Avec 46% d’évènements signalés, le Maroc apparait dans le rapport de l’OIM comme le pays présentant la fréquence la plus élevée d’incidents subis par les populations migrantes. Suivent l’Algérie (39%) et la Libye (4%). Tous les migrants interrogés étaient passés par le Maroc ou l’Algérie avant d’atteindre l’Espagne. Mais il demeure que ces deux pays de transit présentent “les pourcentages de cas d’exploitation et de maltraitance les plus élevés d’après les migrants interrogés”.

13% des migrants interrogés expliquent avoir été détenus de force par des individus armés ou des groupes autres que les autorités gouvernementales. 27% d’entre eux disent l’avoir été au Maroc, alors que la moitié de ces incidents se seraient produits dans les régions du sud de l’Algérie, précisément à Tamanrasset et Timiaouine.

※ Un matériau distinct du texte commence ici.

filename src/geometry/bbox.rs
// SPDX-License-Identifier: Apache-2.0
// Copyright (c) 2025 Polyframe Inc.

//! Bounding box utilities

use nalgebra::{Point3, Vector3};
use serde::{Deserialize, Serialize};

/// Axis-aligned bounding box
#[derive(Debug, Clone, Copy, PartialEq, Serialize, Deserialize)]
pub struct BoundingBox {
    pub min: Point3<f64>,
    pub max: Point3<f64>,
}

impl BoundingBox {
    pub fn new(min: Point3<f64>, max: Point3<f64>) -> Self {
        Self { min, max }
    }

    pub fn empty() -> Self {
        Self {
            min: Point3::new(f64::INFINITY, f64::INFINITY, f64::INFINITY),
            max: Point3::new(f64::NEG_INFINITY, f64::NEG_INFINITY, f64::NEG_INFINITY),
        }
    }

    pub fn from_points<'a>(points: impl IntoIterator<Item = &'a Point3<f64>>) -> Self {
        let mut bbox = Self::empty();
        for point in points {
            bbox.expand_to_include(point);
        }
        bbox
    }

    pub fn is_empty(&self) -> bool {
        self.min.x > self.max.x || self.min.y > self.max.y || self.min.z > self.max.z
    }

    pub fn expand_to_include(&mut self, point: &Point3<f64>) {
        self.min.x = self.min.x.min(point.x);
        self.min.y = self.min.y.min(point.y);
        self.min.z = self.min.z.min(point.z);

        self.max.x = self.max.x.max(point.x);
        self.max.y = self.max.y.max(point.y);
        self.max.z = self.max.z.max(point.z);
    }

    /// Smallest box containing both boxes
    pub fn union(&self, other: &BoundingBox) -> BoundingBox {
        let mut merged = *self;
        merged.expand_to_include(&other.min);
        merged.expand_to_include(&other.max);
        merged
    }

    pub fn center(&self) -> Point3<f64> {
        Point3::new(
            (self.min.x + self.max.x) / 2.0,
            (self.min.y + self.max.y) / 2.0,
            (self.min.z + self.max.z) / 2.0,
        )
    }

    pub fn size(&self) -> Vector3<f64> {
        if self.is_empty() {
            return Vector3::zeros();
        }
        self.max - self.min
    }

    /// Length of the box diagonal
    pub fn diagonal(&self) -> f64 {
        self.size().norm()
    }

    /// Closed overlap test: touching boxes overlap
    pub fn overlaps(&self, other: &BoundingBox) -> bool {
        self.min.x <= other.max.x
            && self.max.x >= other.min.x
            && self.min.y <= other.max.y
            && self.max.y >= other.min.y
            && self.min.z <= other.max.z
            && self.max.z >= other.min.z
    }
}
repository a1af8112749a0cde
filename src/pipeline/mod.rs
// SPDX-License-Identifier: Apache-2.0
// Copyright (c) 2025 Polyframe Inc.

//! Pipeline driver, configuration and reporting

pub mod config;
pub mod coordinator;
pub mod reporter;
pub mod types;

pub use config::{AbortPolicy, PipelineConfig};
pub use coordinator::{AdaptationPipeline, PipelineOutcome};
pub use reporter::PipelineReporter;
pub use types::{PipelineReport, SewingSummary, Stage, StageTiming};
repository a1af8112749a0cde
// SPDX-License-Identifier: Apache-2.0
// Copyright (c) 2025 Polyframe Inc.

//! Topology validator
//!
//! Diagnostic only: counts non-manifold edges per segment and entities that
//! duplicate another one's coordinates under a different id.

use super::types::{SegmentTopology, TopologyReport};
use crate::error::AdaptResult;
use crate::geometry::{cell_edges, Edge, PositionKey, SegmentAdjacency, SurfaceMesh};
use ahash::AHashSet;
use tracing::{debug, info, warn};

/// Check manifoldness and duplicates without touching the mesh
pub fn check_topology(mesh: &SurfaceMesh) -> AdaptResult<TopologyReport> {
    mesh.require_cells("topology check")?;

    let segments: Vec<SegmentTopology> = (0..mesh.segment_count())
        .map(|segment| {
            let adjacency = SegmentAdjacency::build(mesh, segment);
            let summary = SegmentTopology {
                segment,
                name: mesh.segment(segment).name.clone(),
                edge_count: adjacency.edge_count(),
                boundary_edge_count: adjacency.boundary_edge_count(),
                non_manifold_edge_count: adjacency.non_manifold_edge_count(),
            };
            if summary.non_manifold_edge_count > 0 {
                let edges: Vec<Edge> = adjacency.non_manifold_edges().collect();
                debug!(segment = %summary.name, ?edges, "non-manifold edges");
            }
            summary
        })
        .collect();

    let key = |v| PositionKey::new(mesh.position(v));

    let mut positions = AHashSet::with_capacity(mesh.vertex_count());
    let duplicate_vertex_count = mesh
        .vertices()
        .iter()
        .filter(|v| !positions.insert(PositionKey::new(&v.position)))
        .count();

    let edges: AHashSet<Edge> = mesh
        .cells()
        .iter()
        .flat_map(cell_edges)
        .filter(|e| e.v0 != e.v1)
        .collect();
    let edge_shapes: AHashSet<[PositionKey; 2]> = edges
        .iter()
        .map(|e| {
            let mut shape = [key(e.v0), key(e.v1)];
            shape.sort_unstable();
            shape
        })
        .collect();

    let cell_shapes: AHashSet<[PositionKey; 3]> = mesh
        .cells()
        .iter()
        .map(|c| {
            let mut shape = c.indices.map(key);
            shape.sort_unstable();
            shape
        })
        .collect();

    let report = TopologyReport {
        non_manifold_edge_count: segments.iter().map(|s| s.non_manifold_edge_count).sum(),
        duplicate_vertex_count,
        duplicate_edge_count: edges.len() - edge_shapes.len(),
        duplicate_cell_count: mesh.cell_count() - cell_shapes.len(),
        boundary_edge_count: segments.iter().map(|s| s.boundary_edge_count).sum(),
        edge_count: edges.len(),
        segments,
    };

    info!(
        non_manifold_edges = report.non_manifold_edge_count,
        duplicate_vertices = report.duplicate_vertex_count,
        duplicate_edges = report.duplicate_edge_count,
        duplicate_cells = report.duplicate_cell_count,
        boundary_edges = report.boundary_edge_count,
        "topology checked"
    );
    if !report.is_clean() {
        warn!(defects = report.defect_count(), "topology defects found");
    }

    Ok(report)
}
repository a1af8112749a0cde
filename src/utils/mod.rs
// SPDX-License-Identifier: Apache-2.0
// Copyright (c) 2025 Polyframe Inc.

//! Shared helpers

pub mod math;
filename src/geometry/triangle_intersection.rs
// SPDX-License-Identifier: Apache-2.0
// Copyright (c) 2025 Polyframe Inc.

//! Triangle-triangle, segment-triangle and ray-triangle intersection
//!
//! Every test is decided by the exact predicates in `robust_predicates`, so
//! coplanar and touching configurations are classified without tolerances.
//! Triangles are closed sets: touching at a vertex or along an edge counts as
//! intersecting. Degenerate (collinear) triangles never intersect anything.

use super::robust_predicates::{are_collinear, dominant_axis, orient2d, orient3d, project, Sign};
use nalgebra::{Point2, Point3, Vector3};

/// Three corner points of a triangle
pub type TrianglePoints = [Point3<f64>; 3];

/// Result of triangle-triangle intersection test
#[derive(Debug, Clone, Copy, PartialEq, Eq)]
pub struct IntersectionResult {
    /// Whether triangles intersect
    pub intersects: bool,
    /// Intersection type
    pub intersection_type: IntersectionType,
}

/// Type of triangle-triangle intersection
#[derive(Debug, Clone, Copy, PartialEq, Eq)]
pub enum IntersectionType {
    /// No intersection
    None,
    /// Triangles are coplanar and overlap
    Coplanar,
    /// Triangles cross or touch in a point or segment
    Crossing,
}

impl IntersectionResult {
    fn none() -> Self {
        Self {
            intersects: false,
            intersection_type: IntersectionType::None,
        }
    }

    fn of(intersection_type: IntersectionType) -> Self {
        Self {
            intersects: intersection_type != IntersectionType::None,
            intersection_type,
        }
    }
}

/// How a truncated ray meets a triangle
#[derive(Debug, Clone, Copy, PartialEq, Eq)]
pub enum RayCrossing {
    /// The ray passes by the triangle or never leaves its starting plane
    Miss,
    /// The ray crosses the triangle interior
    Hit,
    /// The ray grazes an edge or vertex, or ends on the plane; parity is unreliable
    Degenerate,
}

/// Test if two triangles intersect
pub fn triangle_triangle_intersection(
    tri_a: &TrianglePoints,
    tri_b: &TrianglePoints,
) -> IntersectionResult {
    if is_degenerate(tri_a) || is_degenerate(tri_b) {
        return IntersectionResult::none();
    }

    let b_sides = plane_sides(tri_a, tri_b);
    if strictly_one_side(&b_sides) {
        return IntersectionResult::none();
    }

    let a_sides = plane_sides(tri_b, tri_a);
    if strictly_one_side(&a_sides) {
        return IntersectionResult::none();
    }

    if b_sides.iter().all(|s| s.is_zero()) {
        return if coplanar_triangles_overlap(tri_a, tri_b) {
            IntersectionResult::of(IntersectionType::Coplanar)
        } else {
            IntersectionResult::none()
        };
    }

    // Non-coplanar: the two triangles meet iff an edge of one meets the other
    let crossing = (0..3).any(|i| {
        segment_intersects_triangle(&tri_a[i], &tri_a[(i + 1) % 3], tri_b)
            || segment_intersects_triangle(&tri_b[i], &tri_b[(i + 1) % 3], tri_a)
    });

    if crossing {
        IntersectionResult::of(IntersectionType::Crossing)
    } else {
        IntersectionResult::none()
    }
}

/// Convenience wrapper returning only whether the triangles meet
pub fn triangles_intersect(tri_a: &TrianglePoints, tri_b: &TrianglePoints) -> bool {
    triangle_triangle_intersection(tri_a, tri_b).intersects
}

/// Test if the closed segment `p`-`q` meets the closed triangle
pub fn segment_intersects_triangle(
    p: &Point3<f64>,
    q: &Point3<f64>,
    triangle: &TrianglePoints,
) -> bool {
    if is_degenerate(triangle) {
        return false;
    }

    let [t0, t1, t2] = triangle;
    let sp = orient3d(t0, t1, t2, p);
    let sq = orient3d(t0, t1, t2, q);

    if sp == sq && !sp.is_zero() {
        return false;
    }

    if sp.is_zero() && sq.is_zero() {
        let axis = dominant_axis(&raw_normal(triangle));
        let tri_2d = triangle.map(|v| project(&v, axis));
        return segment_meets_triangle_2d(&project(p, axis), &project(q, axis), &tri_2d);
    }

    // The segment reaches the plane; check the line against each edge
    let sides = [
        orient3d(p, q, t0, t1),
        orient3d(p, q, t1, t2),
        orient3d(p, q, t2, t0),
    ];
    !mixed_signs(&sides)
}

/// Classify how the segment `origin`-`far` (a ray truncated past the
/// triangle) crosses a triangle, for crossing-number parity counts.
pub fn ray_crossing(origin: &Point3<f64>, far: &Point3<f64>, triangle: &TrianglePoints) -> RayCrossing {
    if is_degenerate(triangle) {
        return RayCrossing::Miss;
    }

    let [t0, t1, t2] = triangle;
    let so = orient3d(t0, t1, t2, origin);
    if so.is_zero() {
        return RayCrossing::Miss;
    }

    let sf = orient3d(t0, t1, t2, far);
    if sf.is_zero() {
        return RayCrossing::Degenerate;
    }
    if so == sf {
        return RayCrossing::Miss;
    }

    let sides = [
        orient3d(origin, far, t0, t1),
        orient3d(origin, far, t1, t2),
        orient3d(origin, far, t2, t0),
    ];
    if mixed_signs(&sides) {
        RayCrossing::Miss
    } else if sides.iter().any(|s| s.is_zero()) {
        RayCrossing::Degenerate
    } else {
        RayCrossing::Hit
    }
}

/// Two triangles hinged on the shared edge `a`-`b` with apexes `p` and `q`
/// overlap beyond the edge iff they are coplanar and fold onto the same side.
pub fn edge_fold(a: &Point3<f64>, b: &Point3<f64>, p: &Point3<f64>, q: &Point3<f64>) -> bool {
    if !orient3d(a, b, p, q).is_zero() {
        return false;
    }
    let axis = dominant_axis(&(b - a).cross(&(p - a)));
    let (a2, b2) = (project(a, axis), project(b, axis));
    let side_p = orient2d(&a2, &b2, &project(p, axis));
    let side_q = orient2d(&a2, &b2, &project(q, axis));
    !side_p.is_zero() && side_p == side_q
}

/// Whether three corner points are collinear
pub fn is_degenerate(triangle: &TrianglePoints) -> bool {
    are_collinear(&triangle[0], &triangle[1], &triangle[2])
}

fn raw_normal(triangle: &TrianglePoints) -> Vector3<f64> {
    (triangle[1] - triangle[0]).cross(&(triangle[2] - triangle[0]))
}

fn plane_sides(plane: &TrianglePoints, points: &TrianglePoints) -> [Sign; 3] {
    points.map(|p| orient3d(&plane[0], &plane[1], &plane[2], &p))
}

fn strictly_one_side(signs: &[Sign; 3]) -> bool {
    signs.iter().all(|s| *s == Sign::Positive) || signs.iter().all(|s| *s == Sign::Negative)
}

fn mixed_signs(signs: &[Sign]) -> bool {
    signs.contains(&Sign::Positive) && signs.contains(&Sign::Negative)
}

fn coplanar_triangles_overlap(tri_a: &TrianglePoints, tri_b: &TrianglePoints) -> bool {
    let axis = dominant_axis(&raw_normal(tri_a));
    let a = tri_a.map(|v| project(&v, axis));
    let b = tri_b.map(|v| project(&v, axis));

    for i in 0..3 {
        for j in 0..3 {
            if segments_intersect_2d(&a[i], &a[(i + 1) % 3], &b[j], &b[(j + 1) % 3]) {
                return true;
            }
        }
    }

    // No edge crossings: overlap only if one contains the other
    point_in_triangle_2d(&a[0], &b) || point_in_triangle_2d(&b[0], &a)
}

fn segment_meets_triangle_2d(p: &Point2<f64>, q: &Point2<f64>, tri: &[Point2<f64>; 3]) -> bool {
    point_in_triangle_2d(p, tri)
        || point_in_triangle_2d(q, tri)
        || (0..3).any(|i| segments_intersect_2d(p, q, &tri[i], &tri[(i + 1) % 3]))
}

/// Closed point-in-triangle test (either winding)
fn point_in_triangle_2d(point: &Point2<f64>, tri: &[Point2<f64>; 3]) -> bool {
    let sides = [
        orient2d(&tri[0], &tri[1], point),
        orient2d(&tri[1], &tri[2], point),
        orient2d(&tri[2], &tri[0], point),
    ];
    !mixed_signs(&sides)
}

/// Closed segment-segment intersection, including collinear overlap
fn segments_intersect_2d(
    p1: &Point2<f64>,
    p2: &Point2<f64>,
    q1: &Point2<f64>,
    q2: &Point2<f64>,
) -> bool {
    let d1 = orient2d(q1, q2, p1);
    let d2 = orient2d(q1, q2, p2);
    let d3 = orient2d(p1, p2, q1);
    let d4 = orient2d(p1, p2, q2);

    if opposite(d1, d2) && opposite(d3, d4) {
        return true;
    }

    (d1.is_zero() && within_box(q1, q2, p1))
        || (d2.is_zero() && within_box(q1, q2, p2))
        || (d3.is_zero() && within_box(p1, p2, q1))
        || (d4.is_zero() && within_box(p1, p2, q2))
}

fn opposite(a: Sign, b: Sign) -> bool {
    !a.is_zero() && a.flip() == b
}

fn within_box(a: &Point2<f64>, b: &Point2<f64>, p: &Point2<f64>) -> bool {
    p.x >= a.x.min(b.x) && p.x <= a.x.max(b.x) && p.y >= a.y.min(b.y) && p.y <= a.y.max(b.y)
}
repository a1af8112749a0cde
// SPDX-License-Identifier: Apache-2.0
// Copyright (c) 2025 Polyframe Inc.

//! Primitive surface generators
//!
//! Closed and planar surfaces with outward (counter-clockwise seen from
//! outside) winding, used to assemble test meshes and benchmarks.

use super::mesh::{CellId, Dimension, SegmentId, SurfaceMesh, VertexId};
use crate::error::AdaptResult;
use nalgebra::{Point3, Vector3};

/// Box corner `i` has x = bit 0, y = bit 1, z = bit 2 of `i`.
/// Faces in order -z, +z, -y, +y, -x, +x, two triangles each.
const BOX_FACES: [[usize; 3]; 12] = [
    [0, 2, 3],
    [0, 3, 1],
    [4, 5, 7],
    [4, 7, 6],
    [0, 1, 5],
    [0, 5, 4],
    [2, 6, 7],
    [2, 7, 3],
    [0, 4, 6],
    [0, 6, 2],
    [1, 3, 7],
    [1, 7, 5],
];

const TETRAHEDRON_FACES: [[usize; 3]; 4] = [[0, 2, 1], [0, 1, 3], [0, 3, 2], [1, 2, 3]];

/// Surface primitives
#[derive(Debug, Clone, PartialEq)]
pub enum Primitive {
    /// Axis-aligned box, 12 triangles
    Cuboid { min: Point3<f64>, max: Point3<f64> },
    /// Corner tetrahedron (origin plus the three axis points at `size`)
    Tetrahedron { size: f64 },
    /// Planar square in z = 0 split into `divisions` x `divisions` quads
    Grid {
        origin: Point3<f64>,
        size: f64,
        divisions: usize,
    },
}

impl Primitive {
    pub fn cuboid(min: Point3<f64>, max: Point3<f64>) -> Self {
        Self::Cuboid { min, max }
    }

    pub fn unit_cube() -> Self {
        Self::cuboid(Point3::origin(), Point3::new(1.0, 1.0, 1.0))
    }

    pub fn tetrahedron(size: f64) -> Self {
        Self::Tetrahedron { size }
    }

    pub fn grid(origin: Point3<f64>, size: f64, divisions: usize) -> Self {
        Self::Grid {
            origin,
            size,
            divisions: divisions.max(1),
        }
    }

    /// Dimension of a mesh holding only this primitive
    pub fn dimension(&self) -> Dimension {
        match self {
            Self::Grid { .. } => Dimension::Two,
            _ => Dimension::Three,
        }
    }

    /// Build a one-segment mesh
    pub fn to_mesh(&self, name: &str) -> AdaptResult<SurfaceMesh> {
        let mut mesh = SurfaceMesh::new(self.dimension());
        self.append_to(&mut mesh, name)?;
        Ok(mesh)
    }

    /// Append the primitive with fresh vertices as a new segment
    pub fn append_to(&self, mesh: &mut SurfaceMesh, name: &str) -> AdaptResult<SegmentId> {
        let (points, faces) = self.points_and_faces();

        let mut ids = Vec::with_capacity(points.len());
        for point in points {
            ids.push(mesh.add_vertex(point)?);
        }

        let mut cells = Vec::with_capacity(faces.len());
        for face in faces {
            cells.push(mesh.add_cell(face.map(|local| ids[local]))?);
        }

        mesh.add_segment(name, cells)
    }

    fn points_and_faces(&self) -> (Vec<Point3<f64>>, Vec<[usize; 3]>) {
        match self {
            Self::Cuboid { min, max } => (box_corners(min, max).to_vec(), BOX_FACES.to_vec()),
            Self::Tetrahedron { size } => {
                let points = vec![
                    Point3::origin(),
                    Point3::new(*size, 0.0, 0.0),
                    Point3::new(0.0, *size, 0.0),
                    Point3::new(0.0, 0.0, *size),
                ];
                (points, TETRAHEDRON_FACES.to_vec())
            }
            Self::Grid {
                origin,
                size,
                divisions,
            } => grid_points_and_faces(origin, *size, *divisions),
        }
    }
}

fn box_corners(min: &Point3<f64>, max: &Point3<f64>) -> [Point3<f64>; 8] {
    std::array::from_fn(|i| {
        Point3::new(
            if i & 1 == 0 { min.x } else { max.x },
            if i & 2 == 0 { min.y } else { max.y },
            if i & 4 == 0 { min.z } else { max.z },
        )
    })
}

fn grid_points_and_faces(
    origin: &Point3<f64>,
    size: f64,
    divisions: usize,
) -> (Vec<Point3<f64>>, Vec<[usize; 3]>) {
    let n = divisions;
    let step = size / n as f64;
    let mut points = Vec::with_capacity((n + 1) * (n + 1));
    for j in 0..=n {
        for i in 0..=n {
            // Border rows and columns land exactly on origin + size
            let x = if i == n { origin.x + size } else { origin.x + step * i as f64 };
            let y = if j == n { origin.y + size } else { origin.y + step * j as f64 };
            points.push(Point3::new(x, y, 0.0));
        }
    }

    let at = |i: usize, j: usize| j * (n + 1) + i;
    let mut faces = Vec::with_capacity(2 * n * n);
    for j in 0..n {
        for i in 0..n {
            faces.push([at(i, j), at(i + 1, j), at(i + 1, j + 1)]);
            faces.push([at(i, j), at(i + 1, j + 1), at(i, j + 1)]);
        }
    }
    (points, faces)
}

/// Two unit cubes glued along the plane x = 1.
///
/// Segment "left" is [0,1]^3 and segment "right" is [1,2]x[0,1]^2. The two
/// triangles of the shared square are interface cells stored once, wound
/// outward for "left". 12 vertices and 22 cells in total.
pub fn glued_cubes() -> AdaptResult<SurfaceMesh> {
    let mut mesh = SurfaceMesh::with_capacity(Dimension::Three, 12, 22);

    let left_corners = box_corners(&Point3::origin(), &Point3::new(1.0, 1.0, 1.0));
    let mut left_ids = [0; 8];
    for (slot, corner) in left_ids.iter_mut().zip(left_corners) {
        *slot = mesh.add_vertex(corner)?;
    }

    // Right cube: local x = 0 corners are the left cube's x = 1 corners
    let right_corners = box_corners(&Point3::new(1.0, 0.0, 0.0), &Point3::new(2.0, 1.0, 1.0));
    let mut right_ids: [VertexId; 8] = [0; 8];
    for (local, corner) in right_corners.into_iter().enumerate() {
        right_ids[local] = if local & 1 == 0 {
            left_ids[local | 1]
        } else {
            mesh.add_vertex(corner)?
        };
    }

    let mut left_cells: Vec<CellId> = Vec::with_capacity(12);
    for face in BOX_FACES {
        left_cells.push(mesh.add_cell(face.map(|local| left_ids[local]))?);
    }
    // The left cube's +x face is the interface
    let interface = &left_cells[10..12];

    let mut right_cells: Vec<CellId> = Vec::with_capacity(12);
    for face in &BOX_FACES[..8] {
        right_cells.push(mesh.add_cell(face.map(|local| right_ids[local]))?);
    }
    for face in &BOX_FACES[10..] {
        right_cells.push(mesh.add_cell(face.map(|local| right_ids[local]))?);
    }
    right_cells.extend_from_slice(interface);

    mesh.add_segment("left", left_cells)?;
    mesh.add_segment("right", right_cells)?;
    Ok(mesh)
}

/// A square ring around a unit square column, both of height 1.
///
/// Segment "sleeve" is the closed ring [0,3]^2 minus (1,2)^2; segment
/// "core" is the column [1,2]^2. The eight triangles of the four inner walls
/// are interface cells, stored outward for "sleeve" (facing the core axis).
/// The core's top and bottom only meet through those walls. Cells are
/// ordered bottom ring, top ring, outer walls, inner walls (24..32), core
/// top (32, 33) and core bottom (34, 35).
pub fn sleeved_core() -> AdaptResult<SurfaceMesh> {
    let mut mesh = SurfaceMesh::with_capacity(Dimension::Three, 16, 36);

    let outer = [(0.0, 0.0), (3.0, 0.0), (3.0, 3.0), (0.0, 3.0)];
    let inner = [(1.0, 1.0), (2.0, 1.0), (2.0, 2.0), (1.0, 2.0)];
    // Bottom outer 0..4, bottom inner 4..8, top outer 8..12, top inner 12..16
    let mut points = Vec::with_capacity(16);
    for z in [0.0, 1.0] {
        for (x, y) in outer.iter().chain(&inner) {
            points.push(Point3::new(*x, *y, z));
        }
    }
    for point in &points {
        mesh.add_vertex(*point)?;
    }

    let axis = Point3::new(1.5, 1.5, 0.5);
    let ring = |k: usize| (k, (k + 1) % 4);
    for (base, outward) in [(0, -Vector3::z()), (8, Vector3::z())] {
        for k in 0..4 {
            let (a, b) = ring(k);
            let q = [base + a, base + b, base + 4 + b, base + 4 + a];
            push_quad(&mut mesh, &points, q, outward)?;
        }
    }
    for (base, away_from_axis) in [(0, true), (4, false)] {
        for k in 0..4 {
            let (a, b) = ring(k);
            let mid = Point3::from((points[base + a].coords + points[base + b].coords) / 2.0);
            let radial = Vector3::new(mid.x - axis.x, mid.y - axis.y, 0.0);
            let outward = if away_from_axis { radial } else { -radial };
            let q = [base + a, base + b, base + 8 + b, base + 8 + a];
            push_quad(&mut mesh, &points, q, outward)?;
        }
    }
    push_quad(&mut mesh, &points, [12, 13, 14, 15], Vector3::z())?;
    push_quad(&mut mesh, &points, [4, 5, 6, 7], -Vector3::z())?;

    mesh.add_segment("sleeve", 0..32)?;
    mesh.add_segment("core", (32..36).chain(24..32))?;
    Ok(mesh)
}

/// Add a planar convex quad as two cells wound to face `outward`
fn push_quad(
    mesh: &mut SurfaceMesh,
    points: &[Point3<f64>],
    q: [VertexId; 4],
    outward: Vector3<f64>,
) -> AdaptResult<CellId> {
    let normal = (points[q[1]] - points[q[0]]).cross(&(points[q[2]] - points[q[0]]));
    let q = if normal.dot(&outward) > 0.0 {
        q
    } else {
        [q[0], q[3], q[2], q[1]]
    };
    mesh.add_cell([q[0], q[1], q[2]])?;
    mesh.add_cell([q[0], q[2], q[3]])
}

/// Two unit squares side by side in z = 0, each with its own vertices.
///
/// Segment "left" covers [0,1]^2 and "right" covers [1,2]x[0,1]; the
/// `divisions + 1` vertices on x = 1 exist once per side.
pub fn split_squares(divisions: usize) -> AdaptResult<SurfaceMesh> {
    let mut mesh = SurfaceMesh::new(Dimension::Two);
    Primitive::grid(Point3::origin(), 1.0, divisions).append_to(&mut mesh, "left")?;
    Primitive::grid(Point3::new(1.0, 0.0, 0.0), 1.0, divisions).append_to(&mut mesh, "right")?;
    Ok(mesh)
}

18% des sondés ont déclaré avoir travaillé pour quelqu’un pendant leur voyage sans recevoir le paiement prévu. Ils sont principalement employés dans des activités liées à la construction, la pêche et le nettoyage. Les situations de travail non rémunéré ont été signalées, majoritairement en Algérie (56%) et au Maroc (31%). À noter également que sept des migrants interrogés ont déclaré avoir été forcés de donner du sang, des organes ou des parties de leurs corps durant le périple. L’OIM constate une nouvelle fois que “près de la moitié de ces expériences rapportées auraient eu lieu au Maroc – principalement à Nador et Tanger-, suivi par l’Algérie – à Alger et Oran -, le Nigéria et la Libye”.

Les résultats de cette étude montrent une proportion inquiétante de cas d’exploitation et de maltraitance de migrants et de réfugiés en chemin, souligne, dans le rapport, Maria Jesus Herrera, chef de mission de l’OIM en Espagne. La diversité des motivations et expériences est frappante et nous ne nous rendons pas toujours compte du niveau de vulnérabilité en jeu”.

D’après l’étude, les migrants issus du Cameroun, de la Gambie et de la Guinée restent les plus touchés par ces cas de maltraitances avec, respectivement, 67%, 63% et 62% de réponse positive à l’une des questions posées lors de l’enquête. En revanche, les migrants originaires du Maroc sont les moins touchés par les risques, avec seulement 6% de concernés. “La proportion de réponses positives la plus faible est enregistrée parmi les voyages dont la durée est inférieure à un mois”, détaille le rapport.

Près du tiers (32%) de l’échantillon a déclaré avoir vécu sans abri à un moment donné du voyage. Cela a été principalement signalé à Nador et dans les zones forestières proches de Sebta et Melilila où les camps de migrants informels sont bien connus, mais également dans les grandes villes comme Casablanca, Rabat, Alger et Bamako. Face à ces situations, Maria Jesus Herrera tire la sonnette d’alarme : “Les conclusions renforcent notre vision selon laquelle il reste beaucoup à faire pour fournir une aide spécialisée, une protection et des soins le long de l’itinéraire. Au bout du compte, une grande partie de la maltraitance et de la souffrance pourrait être évitée en renforçant les voies sûres de migration légale”.